• Instructions to follow: Start with the first line of the records below. Output each line exactly, ending with the one that contains "pub const NAME: &str".

• Exercise material:

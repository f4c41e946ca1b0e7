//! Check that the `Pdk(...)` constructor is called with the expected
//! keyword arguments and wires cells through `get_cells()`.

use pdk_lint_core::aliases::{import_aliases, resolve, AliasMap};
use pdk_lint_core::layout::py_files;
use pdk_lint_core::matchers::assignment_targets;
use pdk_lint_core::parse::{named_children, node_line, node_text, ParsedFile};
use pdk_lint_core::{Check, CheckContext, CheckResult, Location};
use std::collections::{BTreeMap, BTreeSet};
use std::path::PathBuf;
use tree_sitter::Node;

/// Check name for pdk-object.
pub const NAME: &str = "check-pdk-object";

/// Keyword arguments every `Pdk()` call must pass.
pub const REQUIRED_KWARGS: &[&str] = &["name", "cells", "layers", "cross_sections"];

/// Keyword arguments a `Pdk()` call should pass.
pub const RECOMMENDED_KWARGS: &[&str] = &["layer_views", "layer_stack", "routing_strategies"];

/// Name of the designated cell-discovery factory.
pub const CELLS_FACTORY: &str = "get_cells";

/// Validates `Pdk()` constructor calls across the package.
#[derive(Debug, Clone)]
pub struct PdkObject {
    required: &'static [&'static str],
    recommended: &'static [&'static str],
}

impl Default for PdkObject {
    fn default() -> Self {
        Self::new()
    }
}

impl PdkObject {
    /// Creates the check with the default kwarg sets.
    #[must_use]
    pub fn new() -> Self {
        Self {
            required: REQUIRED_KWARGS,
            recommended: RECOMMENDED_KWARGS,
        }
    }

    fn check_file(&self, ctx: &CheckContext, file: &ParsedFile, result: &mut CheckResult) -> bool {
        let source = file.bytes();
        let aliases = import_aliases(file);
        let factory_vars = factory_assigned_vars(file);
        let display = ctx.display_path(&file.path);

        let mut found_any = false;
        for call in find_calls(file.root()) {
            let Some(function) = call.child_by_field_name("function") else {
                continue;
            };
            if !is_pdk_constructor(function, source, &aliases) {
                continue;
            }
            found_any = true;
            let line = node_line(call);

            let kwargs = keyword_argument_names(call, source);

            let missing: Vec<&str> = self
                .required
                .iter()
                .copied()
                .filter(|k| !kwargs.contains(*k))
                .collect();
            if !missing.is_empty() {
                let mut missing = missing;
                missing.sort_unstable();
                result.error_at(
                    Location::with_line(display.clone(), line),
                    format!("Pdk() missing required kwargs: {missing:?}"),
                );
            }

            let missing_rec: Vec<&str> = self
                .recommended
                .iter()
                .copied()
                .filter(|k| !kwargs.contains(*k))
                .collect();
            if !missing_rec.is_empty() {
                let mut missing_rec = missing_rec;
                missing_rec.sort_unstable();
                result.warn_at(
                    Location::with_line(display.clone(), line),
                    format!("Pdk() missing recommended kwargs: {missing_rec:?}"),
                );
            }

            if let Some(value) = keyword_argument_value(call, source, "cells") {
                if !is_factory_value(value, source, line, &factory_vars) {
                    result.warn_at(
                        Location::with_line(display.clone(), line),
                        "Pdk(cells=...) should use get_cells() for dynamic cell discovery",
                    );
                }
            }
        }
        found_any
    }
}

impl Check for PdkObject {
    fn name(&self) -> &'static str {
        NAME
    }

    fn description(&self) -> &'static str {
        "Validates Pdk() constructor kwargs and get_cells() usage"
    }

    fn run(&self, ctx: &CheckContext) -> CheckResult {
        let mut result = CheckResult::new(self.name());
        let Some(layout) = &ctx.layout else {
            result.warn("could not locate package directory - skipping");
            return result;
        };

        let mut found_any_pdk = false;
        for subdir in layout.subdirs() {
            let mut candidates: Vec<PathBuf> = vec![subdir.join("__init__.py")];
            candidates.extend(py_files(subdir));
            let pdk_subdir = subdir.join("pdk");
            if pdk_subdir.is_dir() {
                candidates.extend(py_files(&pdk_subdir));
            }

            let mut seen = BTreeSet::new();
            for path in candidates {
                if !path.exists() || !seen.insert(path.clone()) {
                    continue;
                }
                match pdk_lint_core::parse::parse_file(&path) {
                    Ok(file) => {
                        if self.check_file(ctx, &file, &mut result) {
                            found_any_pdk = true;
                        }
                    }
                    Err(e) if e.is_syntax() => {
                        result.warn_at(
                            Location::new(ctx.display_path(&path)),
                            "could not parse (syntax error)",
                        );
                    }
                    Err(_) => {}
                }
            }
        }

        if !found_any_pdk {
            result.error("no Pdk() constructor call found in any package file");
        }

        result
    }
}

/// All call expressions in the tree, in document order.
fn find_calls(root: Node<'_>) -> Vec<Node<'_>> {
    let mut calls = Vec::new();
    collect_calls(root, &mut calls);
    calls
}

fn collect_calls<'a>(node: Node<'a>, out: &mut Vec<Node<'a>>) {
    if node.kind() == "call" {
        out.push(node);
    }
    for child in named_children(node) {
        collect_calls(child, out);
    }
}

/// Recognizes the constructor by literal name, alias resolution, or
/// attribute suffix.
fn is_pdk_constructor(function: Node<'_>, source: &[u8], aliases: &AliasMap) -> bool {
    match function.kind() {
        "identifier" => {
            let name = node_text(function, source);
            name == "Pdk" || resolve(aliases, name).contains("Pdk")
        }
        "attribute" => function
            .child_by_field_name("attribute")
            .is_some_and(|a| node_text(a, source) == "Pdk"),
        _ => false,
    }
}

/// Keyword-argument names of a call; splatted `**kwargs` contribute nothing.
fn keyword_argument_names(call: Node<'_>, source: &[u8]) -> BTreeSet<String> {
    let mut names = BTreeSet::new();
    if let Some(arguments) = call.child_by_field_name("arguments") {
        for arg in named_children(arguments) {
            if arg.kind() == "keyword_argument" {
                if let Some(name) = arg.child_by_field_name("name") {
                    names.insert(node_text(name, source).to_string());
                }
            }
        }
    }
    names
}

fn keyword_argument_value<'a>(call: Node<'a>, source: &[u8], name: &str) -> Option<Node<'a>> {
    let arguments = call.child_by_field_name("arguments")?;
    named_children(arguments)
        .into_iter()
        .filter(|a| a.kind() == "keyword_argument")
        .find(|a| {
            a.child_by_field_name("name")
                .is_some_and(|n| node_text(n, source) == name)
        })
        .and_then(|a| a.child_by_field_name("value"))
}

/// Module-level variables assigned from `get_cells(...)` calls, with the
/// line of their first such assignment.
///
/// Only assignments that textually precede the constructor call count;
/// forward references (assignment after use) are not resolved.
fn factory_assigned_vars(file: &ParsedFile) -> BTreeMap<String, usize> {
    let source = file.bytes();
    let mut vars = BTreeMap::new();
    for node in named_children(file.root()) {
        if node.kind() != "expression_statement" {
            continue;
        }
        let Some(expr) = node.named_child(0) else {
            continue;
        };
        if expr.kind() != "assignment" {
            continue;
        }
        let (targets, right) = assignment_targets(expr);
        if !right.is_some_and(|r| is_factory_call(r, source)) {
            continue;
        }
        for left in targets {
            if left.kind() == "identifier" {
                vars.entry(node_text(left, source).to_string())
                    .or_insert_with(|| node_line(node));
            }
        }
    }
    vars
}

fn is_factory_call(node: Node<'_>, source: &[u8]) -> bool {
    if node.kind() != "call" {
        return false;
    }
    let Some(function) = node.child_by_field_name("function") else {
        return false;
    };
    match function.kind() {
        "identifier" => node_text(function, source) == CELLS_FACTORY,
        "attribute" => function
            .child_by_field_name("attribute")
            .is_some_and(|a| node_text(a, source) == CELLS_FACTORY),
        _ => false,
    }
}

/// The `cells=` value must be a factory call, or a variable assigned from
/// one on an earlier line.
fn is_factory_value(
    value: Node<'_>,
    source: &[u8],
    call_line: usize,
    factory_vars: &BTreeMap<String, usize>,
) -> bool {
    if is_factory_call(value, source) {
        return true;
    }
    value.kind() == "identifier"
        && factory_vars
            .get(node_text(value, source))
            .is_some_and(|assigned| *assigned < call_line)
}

• Task output:
repository f4c41e946ca1b0e7
//! Check that the `Pdk(...)` constructor is called with the expected
//! keyword arguments and wires cells through `get_cells()`.

use pdk_lint_core::aliases::{import_aliases, resolve, AliasMap};
use pdk_lint_core::layout::py_files;
use pdk_lint_core::matchers::assignment_targets;
use pdk_lint_core::parse::{named_children, node_line, node_text, ParsedFile};
use pdk_lint_core::{Check, CheckContext, CheckResult, Location};
use std::collections::{BTreeMap, BTreeSet};
use std::path::PathBuf;
use tree_sitter::Node;

/// Check name for pdk-object.
pub const NAME: &str = "check-pdk-object";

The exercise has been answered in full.